++++ Extracted information

//! The BSD warn/err family (`va_list` variants).
//!
//! These print to the stream last passed to `err_set_file` (stderr by
//! default), so the bracket comes from the diagnostic target rather than a
//! descriptor lookup. The `err` variants exit unconditionally afterwards.

use libc::{c_char, c_int};

use super::diag::{around, flush_stdout};
use super::real;
use super::sys::VaList;
use crate::config::Bracket;
use crate::core::state;

fn diagnose(body: impl FnOnce()) {
    diagnose_at(state::diagnostic_bracket(), body);
}

/// Print a diagnostic between `target`'s sequences, after pending stdout.
fn diagnose_at<R>(target: Option<(c_int, &Bracket)>, body: impl FnOnce() -> R) -> R {
    flush_stdout();
    around(target, body)
}

#[cfg_attr(all(not(test), not(target_vendor = "apple")), no_mangle)]
pub unsafe extern "C" fn vwarn(format: *const c_char, ap: VaList) {
    diagnose(|| (real::VWARN.get())(format, ap));
}

#[cfg_attr(all(not(test), not(target_vendor = "apple")), no_mangle)]
pub unsafe extern "C" fn vwarnx(format: *const c_char, ap: VaList) {
    diagnose(|| (real::VWARNX.get())(format, ap));
}

#[cfg_attr(all(not(test), not(target_vendor = "apple")), no_mangle)]
pub unsafe extern "C" fn vwarnc(code: c_int, format: *const c_char, ap: VaList) {
    diagnose(|| (real::VWARNC.get())(code, format, ap));
}

#[cfg_attr(all(not(test), not(target_vendor = "apple")), no_mangle)]
pub unsafe extern "C" fn verr(eval: c_int, format: *const c_char, ap: VaList) -> ! {
    vwarn(format, ap);
    libc::exit(eval)
}

#[cfg_attr(all(not(test), not(target_vendor = "apple")), no_mangle)]
pub unsafe extern "C" fn verrx(eval: c_int, format: *const c_char, ap: VaList) -> ! {
    vwarnx(format, ap);
    libc::exit(eval)
}

#[cfg_attr(all(not(test), not(target_vendor = "apple")), no_mangle)]
pub unsafe extern "C" fn verrc(eval: c_int, code: c_int, format: *const c_char, ap: VaList) -> ! {
    vwarnc(code, format, ap);
    libc::exit(eval)
}

#[cfg(test)]
mod tests {
    use super::*;
    use crate::interpose::diag::tests::{drain, pipe, write_fd};

    #[test]
    fn test_diagnostic_is_bracketed_on_target() {
        let (read_end, write_end) = pipe();
        let bracket = Bracket::new(b"\x1b[1;31m".to_vec()).unwrap();

        diagnose_at(Some((write_end, &bracket)), || {
            write_fd(write_end, b"make: warning\n");
        });

        assert_eq!(drain(read_end, write_end), b"\x1b[1;31mmake: warning\n\x1b[0m");
    }

    #[test]
    fn test_uncolored_without_target() {
        let (read_end, write_end) = pipe();

        diagnose_at(None, || {
            write_fd(write_end, b"make: warning\n");
        });

        assert_eq!(drain(read_end, write_end), b"make: warning\n");
    }

    #[test]
    fn test_warn_without_table_is_plain() {
        // Unit tests never install a table
        assert!(state::diagnostic_bracket().is_none());
    }
}
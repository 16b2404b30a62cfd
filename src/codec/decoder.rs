//! Opus decoder wrapper

use opus::Decoder;

use super::encoder::opus_channels;
use super::FrameDecoder;
use crate::error::CodecError;

/// Opus decoder for one inbound stream
pub struct OpusDecoder {
    decoder: Decoder,
    sample_rate: u32,
    channels: u16,
}

impl OpusDecoder {
    /// Create a new Opus decoder for `channels` interleaved channels at `sample_rate`
    pub fn new(sample_rate: u32, channels: u16) -> Result<Self, CodecError> {
        let opus_channels = opus_channels(channels).ok_or_else(|| {
            CodecError::DecoderInit(format!("Unsupported channel count: {}", channels))
        })?;

        let decoder = Decoder::new(sample_rate, opus_channels)
            .map_err(|e| CodecError::DecoderInit(e.to_string()))?;

        Ok(Self {
            decoder,
            sample_rate,
            channels,
        })
    }

    pub fn sample_rate(&self) -> u32 {
        self.sample_rate
    }

    pub fn channels(&self) -> u16 {
        self.channels
    }
}

impl FrameDecoder for OpusDecoder {
    fn decode_into(&mut self, frame: &[u8], out: &mut [f32]) -> Result<usize, CodecError> {
        // An empty packet would be taken as a loss-concealment request.
        if frame.is_empty() {
            return Err(CodecError::DecodingFailed("empty frame".into()));
        }

        let samples = self
            .decoder
            .decode_float(frame, out, false)
            .map_err(|e| CodecError::DecodingFailed(e.to_string()))?;

        Ok(samples * self.channels as usize)
    }
}

#[cfg(test)]
mod tests {
    use super::*;
    use crate::codec::{FrameEncoder, OpusEncoder};
    use crate::config::OpusConfig;

    #[test]
    fn test_decoder_creation() {
        let decoder = OpusDecoder::new(16000, 1).unwrap();
        assert_eq!(decoder.sample_rate(), 16000);
        assert_eq!(decoder.channels(), 1);
    }

    #[test]
    fn test_decode_fills_block() {
        let mut encoder = OpusEncoder::new(OpusConfig::voice()).unwrap();
        let mut decoder = OpusDecoder::new(16000, 1).unwrap();

        let block: Vec<f32> = (0..encoder.samples_per_frame())
            .map(|i| (i as f32 * 0.05).sin() * 0.3)
            .collect();
        let encoded = encoder.encode(&block).unwrap();

        let mut out = vec![0.0f32; encoder.samples_per_frame()];
        let written = decoder.decode_into(&encoded, &mut out).unwrap();
        assert_eq!(written, out.len());
    }

    #[test]
    fn test_oversized_packet_rejected() {
        let mut decoder = OpusDecoder::new(16000, 1).unwrap();
        // TOC for a single 60 ms SILK frame, which cannot fit a 20 ms block.
        let packet = [0x18u8, 0x00, 0x00];
        let mut out = vec![0.0f32; 320];
        assert!(decoder.decode_into(&packet, &mut out).is_err());
    }

    #[test]
    fn test_empty_frame_rejected() {
        let mut decoder = OpusDecoder::new(16000, 1).unwrap();
        let mut out = vec![0.0f32; 320];
        assert!(decoder.decode_into(&[], &mut out).is_err());
    }
}
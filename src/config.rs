//! Relay configuration
//!
//! Everything is serde-deserializable from TOML and has working defaults,
//! so a missing config file is not an error.

use serde::{Deserialize, Serialize};
use std::path::{Path, PathBuf};

use crate::constants::*;
use crate::error::ConfigError;

/// Top-level configuration
#[derive(Debug, Clone, Default, Serialize, Deserialize)]
#[serde(default)]
pub struct RelayConfig {
    pub audio: AudioConfig,
    pub opus: OpusConfig,
    pub network: NetworkConfig,
    pub server: ServerConfig,
}

impl RelayConfig {
    /// Load configuration from a TOML file
    pub fn load(path: impl AsRef<Path>) -> Result<Self, ConfigError> {
        let path = path.as_ref();
        let text = std::fs::read_to_string(path).map_err(|source| ConfigError::Read {
            path: path.display().to_string(),
            source,
        })?;
        let config = Self::from_toml(&text)?;
        tracing::debug!("Loaded configuration from {}", path.display());
        Ok(config)
    }

    /// Parse and validate configuration from TOML text
    pub fn from_toml(text: &str) -> Result<Self, ConfigError> {
        let config: Self = toml::from_str(text)?;
        config.validate()?;
        Ok(config)
    }

    /// Load from an explicit path, or from the per-user default location if
    /// it exists, or fall back to defaults.
    pub fn load_or_default(path: Option<&Path>) -> Result<Self, ConfigError> {
        if let Some(path) = path {
            return Self::load(path);
        }

        match Self::default_path() {
            Some(default) if default.exists() => Self::load(default),
            _ => Ok(Self::default()),
        }
    }

    /// Per-user config file location
    pub fn default_path() -> Option<PathBuf> {
        directories::ProjectDirs::from("", "", "ws-voice-relay")
            .map(|dirs| dirs.config_dir().join("relay.toml"))
    }

    /// Check every value the audio path depends on
    pub fn validate(&self) -> Result<(), ConfigError> {
        self.audio.validate()?;
        self.opus.validate()?;

        if self.network.outbound_capacity == 0 {
            return Err(ConfigError::Invalid(
                "network.outbound_capacity must be positive".into(),
            ));
        }

        Ok(())
    }

    /// Opus settings bound to the stream parameters of this config
    pub fn opus_for_stream(&self) -> OpusConfig {
        let mut opus = self.opus.clone();
        opus.sample_rate = self.audio.sample_rate;
        opus.channels = self.audio.channels;
        opus.frame_size = OpusConfig::frame_size_from_ms(self.audio.sample_rate, self.audio.block_ms);
        opus
    }
}

/// Audio stream settings shared by capture and playback
#[derive(Debug, Clone, Serialize, Deserialize)]
#[serde(default)]
pub struct AudioConfig {
    /// Sample rate in Hz
    pub sample_rate: u32,

    /// Channel count (1 or 2)
    pub channels: u16,

    /// Duration of one device block and one codec frame, in milliseconds
    pub block_ms: f32,

    /// Capacity of the inbound frame queue, in frames
    pub queue_capacity: usize,

    /// Encoded frames at or below this many bytes are not sent
    pub silence_threshold_bytes: usize,

    /// Playback device name (empty means host default)
    pub playback_device: String,

    /// Capture device name (empty means host default)
    pub capture_device: String,
}

impl Default for AudioConfig {
    fn default() -> Self {
        Self {
            sample_rate: DEFAULT_SAMPLE_RATE,
            channels: DEFAULT_CHANNELS,
            block_ms: DEFAULT_BLOCK_MS,
            queue_capacity: DEFAULT_QUEUE_CAPACITY,
            silence_threshold_bytes: DEFAULT_SILENCE_THRESHOLD_BYTES,
            playback_device: String::new(),
            capture_device: String::new(),
        }
    }
}

impl AudioConfig {
    /// Samples per block, all channels included
    pub fn block_len(&self) -> usize {
        OpusConfig::frame_size_from_ms(self.sample_rate, self.block_ms) * self.channels as usize
    }

    pub fn validate(&self) -> Result<(), ConfigError> {
        if !OPUS_SAMPLE_RATES.contains(&self.sample_rate) {
            return Err(ConfigError::Invalid(format!(
                "audio.sample_rate {} is not an Opus rate",
                self.sample_rate
            )));
        }
        if !(1..=2).contains(&self.channels) {
            return Err(ConfigError::Invalid(format!(
                "audio.channels must be 1 or 2, got {}",
                self.channels
            )));
        }
        if !OPUS_FRAME_MS.iter().any(|ms| (ms - self.block_ms).abs() < f32::EPSILON) {
            return Err(ConfigError::Invalid(format!(
                "audio.block_ms {} is not an Opus frame duration",
                self.block_ms
            )));
        }
        if self.queue_capacity == 0 {
            return Err(ConfigError::Invalid("audio.queue_capacity must be positive".into()));
        }
        Ok(())
    }
}

/// Opus application profile
#[derive(Debug, Clone, Copy, PartialEq, Eq, Serialize, Deserialize)]
#[serde(rename_all = "snake_case")]
pub enum OpusApplication {
    /// Speech, tuned for intelligibility
    Voip,
    /// General audio, tuned for fidelity
    Audio,
    /// Restricted low delay mode
    LowDelay,
}

/// Opus encoder configuration
#[derive(Debug, Clone, Serialize, Deserialize)]
#[serde(default)]
pub struct OpusConfig {
    pub application: OpusApplication,
    pub bitrate: u32,
    pub vbr: bool,
    pub cvbr: bool,
    pub fec: bool,
    pub packet_loss_perc: u8,

    /// Filled in from [`AudioConfig`] by [`RelayConfig::opus_for_stream`]
    pub sample_rate: u32,
    pub channels: u16,
    /// Samples per channel per frame
    pub frame_size: usize,
}

impl Default for OpusConfig {
    fn default() -> Self {
        Self::voice()
    }
}

impl OpusConfig {
    /// Preset for speech
    pub fn voice() -> Self {
        Self {
            application: OpusApplication::Voip,
            bitrate: 24_000,
            vbr: true,
            cvbr: false,
            fec: false,
            packet_loss_perc: 0,
            sample_rate: DEFAULT_SAMPLE_RATE,
            channels: DEFAULT_CHANNELS,
            frame_size: Self::frame_size_from_ms(DEFAULT_SAMPLE_RATE, DEFAULT_BLOCK_MS),
        }
    }

    /// Preset for music, closest to a plain `Audio` application encoder
    pub fn music() -> Self {
        Self {
            application: OpusApplication::Audio,
            bitrate: 64_000,
            cvbr: true,
            ..Self::voice()
        }
    }

    /// Samples per channel for a frame of `ms` milliseconds
    pub fn frame_size_from_ms(sample_rate: u32, ms: f32) -> usize {
        (sample_rate as f32 * ms / 1000.0).round() as usize
    }

    pub fn frame_duration_ms(&self) -> f32 {
        self.frame_size as f32 * 1000.0 / self.sample_rate as f32
    }

    pub fn validate(&self) -> Result<(), ConfigError> {
        if !(500..=512_000).contains(&self.bitrate) {
            return Err(ConfigError::Invalid(format!(
                "opus.bitrate {} outside 500..=512000",
                self.bitrate
            )));
        }
        if self.packet_loss_perc > 100 {
            return Err(ConfigError::Invalid("opus.packet_loss_perc above 100".into()));
        }
        Ok(())
    }
}

/// Connection-level settings
#[derive(Debug, Clone, Serialize, Deserialize)]
#[serde(default)]
pub struct NetworkConfig {
    /// Frames allowed to wait for the socket writer before capture drops them
    pub outbound_capacity: usize,

    /// Server URL the client connects to
    pub server_url: String,
}

impl Default for NetworkConfig {
    fn default() -> Self {
        Self {
            outbound_capacity: DEFAULT_OUTBOUND_CAPACITY,
            server_url: format!("ws://127.0.0.1:{}{}", DEFAULT_WS_PORT, DEFAULT_WS_PATH),
        }
    }
}

/// HTTP / WebSocket server settings
#[derive(Debug, Clone, Serialize, Deserialize)]
#[serde(default)]
pub struct ServerConfig {
    pub bind_address: String,
    pub port: u16,
}

impl Default for ServerConfig {
    fn default() -> Self {
        Self {
            bind_address: "0.0.0.0".to_string(),
            port: DEFAULT_WS_PORT,
        }
    }
}

#[cfg(test)]
mod tests {
    use super::*;

    #[test]
    fn test_defaults_are_valid() {
        let config = RelayConfig::default();
        assert!(config.validate().is_ok());
        assert_eq!(config.audio.block_len(), 320);
    }

    #[test]
    fn test_partial_toml_keeps_defaults() {
        let config = RelayConfig::from_toml(
            r#"
            [audio]
            queue_capacity = 1000
            block_ms = 2.5

            [server]
            port = 9000
            "#,
        )
        .unwrap();

        assert_eq!(config.audio.queue_capacity, 1000);
        assert_eq!(config.audio.sample_rate, 16000);
        assert_eq!(config.audio.block_len(), 40);
        assert_eq!(config.server.port, 9000);
        assert_eq!(config.opus.application, OpusApplication::Voip);
    }

    #[test]
    fn test_rejects_bad_values() {
        assert!(RelayConfig::from_toml("[audio]\nqueue_capacity = 0").is_err());
        assert!(RelayConfig::from_toml("[audio]\nsample_rate = 44100").is_err());
        assert!(RelayConfig::from_toml("[audio]\nblock_ms = 7.0").is_err());
        assert!(RelayConfig::from_toml("[audio]\nchannels = 6").is_err());
        assert!(RelayConfig::from_toml("[network]\noutbound_capacity = 0").is_err());
    }

    #[test]
    fn test_opus_for_stream() {
        let mut config = RelayConfig::default();
        config.audio.block_ms = 10.0;
        let opus = config.opus_for_stream();
        assert_eq!(opus.frame_size, 160);
        assert!((opus.frame_duration_ms() - 10.0).abs() < 0.01);
    }
}
//! Text control messages exchanged over the WebSocket
//!
//! Binary messages are always compressed audio frames; text messages carry
//! these JSON objects, tagged by `type`.

use serde::{Deserialize, Serialize};

use crate::config::AudioConfig;
use crate::error::ChannelError;

#[derive(Debug, Clone, PartialEq, Serialize, Deserialize)]
#[serde(tag = "type", rename_all = "snake_case")]
pub enum ControlMessage {
    /// Sender can do voice with these stream parameters
    VoiceStart {
        sample_rate: u32,
        channels: u16,
        block_ms: f32,
    },
    /// Receiver started its side of the call
    VoiceReady { session_id: String },
    /// Receiver could not start its side of the call
    VoiceError { message: String },
    /// End the call but keep the connection
    VoiceStop,
    /// Free text
    Text { body: String },
}

impl ControlMessage {
    pub fn voice_start(audio: &AudioConfig) -> Self {
        ControlMessage::VoiceStart {
            sample_rate: audio.sample_rate,
            channels: audio.channels,
            block_ms: audio.block_ms,
        }
    }

    pub fn parse(text: &str) -> Result<Self, ChannelError> {
        serde_json::from_str(text).map_err(|e| ChannelError::Protocol(e.to_string()))
    }

    pub fn to_json(&self) -> String {
        // Serializing these plain enums cannot fail.
        serde_json::to_string(self).unwrap_or_default()
    }

    /// Check a `VoiceStart` from the peer against our own stream format
    pub fn check_compatible(&self, audio: &AudioConfig) -> Result<(), String> {
        match self {
            ControlMessage::VoiceStart {
                sample_rate,
                channels,
                block_ms,
            } => {
                if *sample_rate != audio.sample_rate
                    || *channels != audio.channels
                    || (*block_ms - audio.block_ms).abs() > f32::EPSILON
                {
                    Err(format!(
                        "peer uses {} Hz/{} ch/{} ms, local is {} Hz/{} ch/{} ms",
                        sample_rate, channels, block_ms, audio.sample_rate, audio.channels, audio.block_ms
                    ))
                } else {
                    Ok(())
                }
            }
            _ => Err("not a voice_start message".into()),
        }
    }
}
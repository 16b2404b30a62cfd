//! Playback side: pop one frame per block and decode it into the device buffer
//!
//! Runs inside the playback device callback, so it never waits: an empty
//! queue or an undecodable frame both leave the block silent.

use std::sync::atomic::{AtomicBool, Ordering};
use std::sync::Arc;

use super::stats::{should_log, RelayStats};
use crate::audio::buffer::SharedFrameQueue;
use crate::codec::FrameDecoder;

/// What happened to one playback block
#[derive(Debug, Clone, Copy, PartialEq, Eq)]
pub enum PlaybackOutcome {
    /// A frame was decoded; holds the number of samples written
    Played(usize),
    /// No frame was queued
    Underrun,
    DecodeFailed,
    Inactive,
}

pub struct PlaybackDecodePath<D: FrameDecoder> {
    decoder: D,
    queue: SharedFrameQueue,
    live: Arc<AtomicBool>,
    stats: Arc<RelayStats>,
}

impl<D: FrameDecoder> PlaybackDecodePath<D> {
    pub fn new(decoder: D, queue: SharedFrameQueue, live: Arc<AtomicBool>, stats: Arc<RelayStats>) -> Self {
        Self {
            decoder,
            queue,
            live,
            stats,
        }
    }

    /// Fill one output block
    pub fn process(&mut self, out: &mut [f32]) -> PlaybackOutcome {
        out.fill(0.0);

        if !self.live.load(Ordering::Acquire) {
            return PlaybackOutcome::Inactive;
        }

        let Some(frame) = self.queue.try_pop() else {
            RelayStats::bump(&self.stats.underruns);
            return PlaybackOutcome::Underrun;
        };

        match self.decoder.decode_into(&frame, out) {
            Ok(written) => {
                if written < out.len() {
                    out[written..].fill(0.0);
                }
                RelayStats::bump(&self.stats.frames_played);
                PlaybackOutcome::Played(written)
            }
            Err(e) => {
                // Partial output from a rejected frame is never played.
                out.fill(0.0);
                let count = RelayStats::bump(&self.stats.decode_errors);
                if should_log(count) {
                    tracing::warn!("Dropped undecodable frame of {} bytes ({} so far): {}", frame.len(), count, e);
                }
                PlaybackOutcome::DecodeFailed
            }
        }
    }
}
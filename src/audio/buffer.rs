//! Lock-free bounded queue for compressed frames
//!
//! Bridges the network receive context (single producer) and the playback
//! callback (single consumer). Neither side can ever block the other: when
//! the queue is full a push evicts the oldest frame, and an empty queue
//! simply yields `None`.

use bytes::Bytes;
use crossbeam::queue::ArrayQueue;
use std::ops::Deref;
use std::sync::Arc;

/// One compressed audio packet
#[derive(Clone, Debug, PartialEq, Eq)]
pub struct Frame(Bytes);

impl Frame {
    pub fn new(data: Bytes) -> Self {
        Self(data)
    }

    /// Length in bytes
    pub fn len(&self) -> usize {
        self.0.len()
    }

    pub fn is_empty(&self) -> bool {
        self.0.is_empty()
    }

    pub fn into_bytes(self) -> Bytes {
        self.0
    }
}

impl Deref for Frame {
    type Target = [u8];

    fn deref(&self) -> &[u8] {
        &self.0
    }
}

impl From<Bytes> for Frame {
    fn from(data: Bytes) -> Self {
        Self(data)
    }
}

impl From<Vec<u8>> for Frame {
    fn from(data: Vec<u8>) -> Self {
        Self(Bytes::from(data))
    }
}

impl From<&[u8]> for Frame {
    fn from(data: &[u8]) -> Self {
        Self(Bytes::copy_from_slice(data))
    }
}

/// Fixed-capacity FIFO of frames with a drop-oldest overflow policy
///
/// Holds no counters of its own; callers count evictions from the value
/// `push` returns.
pub struct BoundedFrameQueue {
    queue: ArrayQueue<Frame>,
}

impl BoundedFrameQueue {
    /// Create a queue holding at most `capacity` frames.
    ///
    /// # Panics
    ///
    /// Panics if `capacity` is zero.
    pub fn new(capacity: usize) -> Self {
        assert!(capacity > 0, "frame queue capacity must be positive");

        Self {
            queue: ArrayQueue::new(capacity),
        }
    }

    /// Append a frame, evicting the oldest one if the queue is full.
    ///
    /// Returns the evicted frame, if any.
    pub fn push(&self, frame: Frame) -> Option<Frame> {
        self.queue.force_push(frame)
    }

    /// Remove the oldest frame, or `None` if the queue is empty
    pub fn try_pop(&self) -> Option<Frame> {
        self.queue.pop()
    }

    /// Drop every queued frame, returning how many were released
    pub fn clear(&self) -> usize {
        let mut released = 0;
        while self.queue.pop().is_some() {
            released += 1;
        }
        released
    }

    pub fn len(&self) -> usize {
        self.queue.len()
    }

    pub fn is_empty(&self) -> bool {
        self.queue.is_empty()
    }

    pub fn is_full(&self) -> bool {
        self.queue.is_full()
    }

    pub fn capacity(&self) -> usize {
        self.queue.capacity()
    }
}

/// Thread-safe handle to a frame queue
pub type SharedFrameQueue = Arc<BoundedFrameQueue>;

/// Create a new shared frame queue
pub fn create_shared_queue(capacity: usize) -> SharedFrameQueue {
    Arc::new(BoundedFrameQueue::new(capacity))
}
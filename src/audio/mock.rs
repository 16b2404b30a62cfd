//! In-process audio backend for tests
//!
//! Streams never touch hardware. Every opened stream keeps its own callback
//! under a [`MockStreamId`], so several sessions can share one backend; tests
//! drive the callbacks by hand and read acquire/release counters.

use parking_lot::Mutex;
use std::collections::HashMap;
use std::sync::atomic::{AtomicUsize, Ordering};
use std::sync::Arc;

use super::{AudioBackend, AudioStream, CaptureCallback, Direction, PlaybackCallback, StreamParams};
use crate::error::AudioError;

/// Device name that always fails to open
pub const MISSING_DEVICE: &str = "missing";

/// Handle to one stream opened on a [`MockBackend`], in open order
#[derive(Debug, Clone, Copy, PartialEq, Eq, Hash)]
pub struct MockStreamId(usize);

enum Slot {
    Capture(CaptureCallback),
    Playback(PlaybackCallback),
}

#[derive(Default)]
struct MockState {
    opened: AtomicUsize,
    closed: AtomicUsize,
    live: Mutex<HashMap<MockStreamId, Slot>>,
    history: Mutex<Vec<(MockStreamId, Direction)>>,
    last_params: Mutex<Option<StreamParams>>,
}

#[derive(Clone, Default)]
pub struct MockBackend {
    state: Arc<MockState>,
}

impl MockBackend {
    pub fn new() -> Self {
        Self::default()
    }

    pub fn opened(&self) -> usize {
        self.state.opened.load(Ordering::SeqCst)
    }

    pub fn closed(&self) -> usize {
        self.state.closed.load(Ordering::SeqCst)
    }

    pub fn last_params(&self) -> Option<StreamParams> {
        *self.state.last_params.lock()
    }

    /// Every stream ever opened in `direction`, oldest first
    pub fn streams(&self, direction: Direction) -> Vec<MockStreamId> {
        self.state
            .history
            .lock()
            .iter()
            .filter(|(_, d)| *d == direction)
            .map(|(id, _)| *id)
            .collect()
    }

    fn latest(&self, direction: Direction) -> Option<MockStreamId> {
        self.streams(direction).last().copied()
    }

    /// Run one capture callback on `stream`; false if it is not open
    pub fn tick_capture_on(&self, stream: MockStreamId, block: &[f32]) -> bool {
        match self.state.live.lock().get_mut(&stream) {
            Some(Slot::Capture(callback)) => {
                callback(block);
                true
            }
            _ => false,
        }
    }

    /// Run one playback callback on `stream`; false if it is not open
    pub fn tick_playback_on(&self, stream: MockStreamId, out: &mut [f32]) -> bool {
        match self.state.live.lock().get_mut(&stream) {
            Some(Slot::Playback(callback)) => {
                callback(out);
                true
            }
            _ => false,
        }
    }

    /// Tick the most recently opened capture stream
    pub fn tick_capture(&self, block: &[f32]) -> bool {
        self.latest(Direction::Capture)
            .map(|id| self.tick_capture_on(id, block))
            .unwrap_or(false)
    }

    /// Tick the most recently opened playback stream
    pub fn tick_playback(&self, out: &mut [f32]) -> bool {
        self.latest(Direction::Playback)
            .map(|id| self.tick_playback_on(id, out))
            .unwrap_or(false)
    }

    fn open(&self, device: &str, params: StreamParams, slot: Slot) -> Result<Box<dyn AudioStream>, AudioError> {
        if device == MISSING_DEVICE {
            return Err(AudioError::DeviceNotFound(device.to_string()));
        }
        let direction = match slot {
            Slot::Capture(_) => Direction::Capture,
            Slot::Playback(_) => Direction::Playback,
        };

        let id = MockStreamId(self.state.opened.fetch_add(1, Ordering::SeqCst));
        *self.state.last_params.lock() = Some(params);
        self.state.live.lock().insert(id, slot);
        self.state.history.lock().push((id, direction));

        Ok(Box::new(MockStream {
            id,
            device_name: device.to_string(),
            direction,
            state: self.state.clone(),
            open: true,
        }))
    }
}

impl AudioBackend for MockBackend {
    fn open_capture(
        &self,
        device: &str,
        params: StreamParams,
        callback: CaptureCallback,
    ) -> Result<Box<dyn AudioStream>, AudioError> {
        self.open(device, params, Slot::Capture(callback))
    }

    fn open_playback(
        &self,
        device: &str,
        params: StreamParams,
        callback: PlaybackCallback,
    ) -> Result<Box<dyn AudioStream>, AudioError> {
        self.open(device, params, Slot::Playback(callback))
    }
}

struct MockStream {
    id: MockStreamId,
    device_name: String,
    direction: Direction,
    state: Arc<MockState>,
    open: bool,
}

impl AudioStream for MockStream {
    fn device_name(&self) -> &str {
        &self.device_name
    }

    fn direction(&self) -> Direction {
        self.direction
    }

    fn close(&mut self) {
        if !self.open {
            return;
        }
        self.open = false;

        // Drop the callback outside the lock.
        let slot = self.state.live.lock().remove(&self.id);
        drop(slot);
        self.state.closed.fetch_add(1, Ordering::SeqCst);
    }
}

impl Drop for MockStream {
    fn drop(&mut self) {
        self.close();
    }
}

++++++++

#### [What the task asks]
A word-for-word copy of the lines above from the one with "filename src/codec/decoder.rs" through the one with "let decoder = Decoder::new(sample_rate, opus_channels)", inclusive, is the only output wanted.

#### [Output for this exercise]
filename src/codec/decoder.rs
//! Opus decoder wrapper

use opus::Decoder;

use super::encoder::opus_channels;
use super::FrameDecoder;
use crate::error::CodecError;

/// Opus decoder for one inbound stream
pub struct OpusDecoder {
    decoder: Decoder,
    sample_rate: u32,
    channels: u16,
}

impl OpusDecoder {
    /// Create a new Opus decoder for `channels` interleaved channels at `sample_rate`
    pub fn new(sample_rate: u32, channels: u16) -> Result<Self, CodecError> {
        let opus_channels = opus_channels(channels).ok_or_else(|| {
            CodecError::DecoderInit(format!("Unsupported channel count: {}", channels))
        })?;

        let decoder = Decoder::new(sample_rate, opus_channels)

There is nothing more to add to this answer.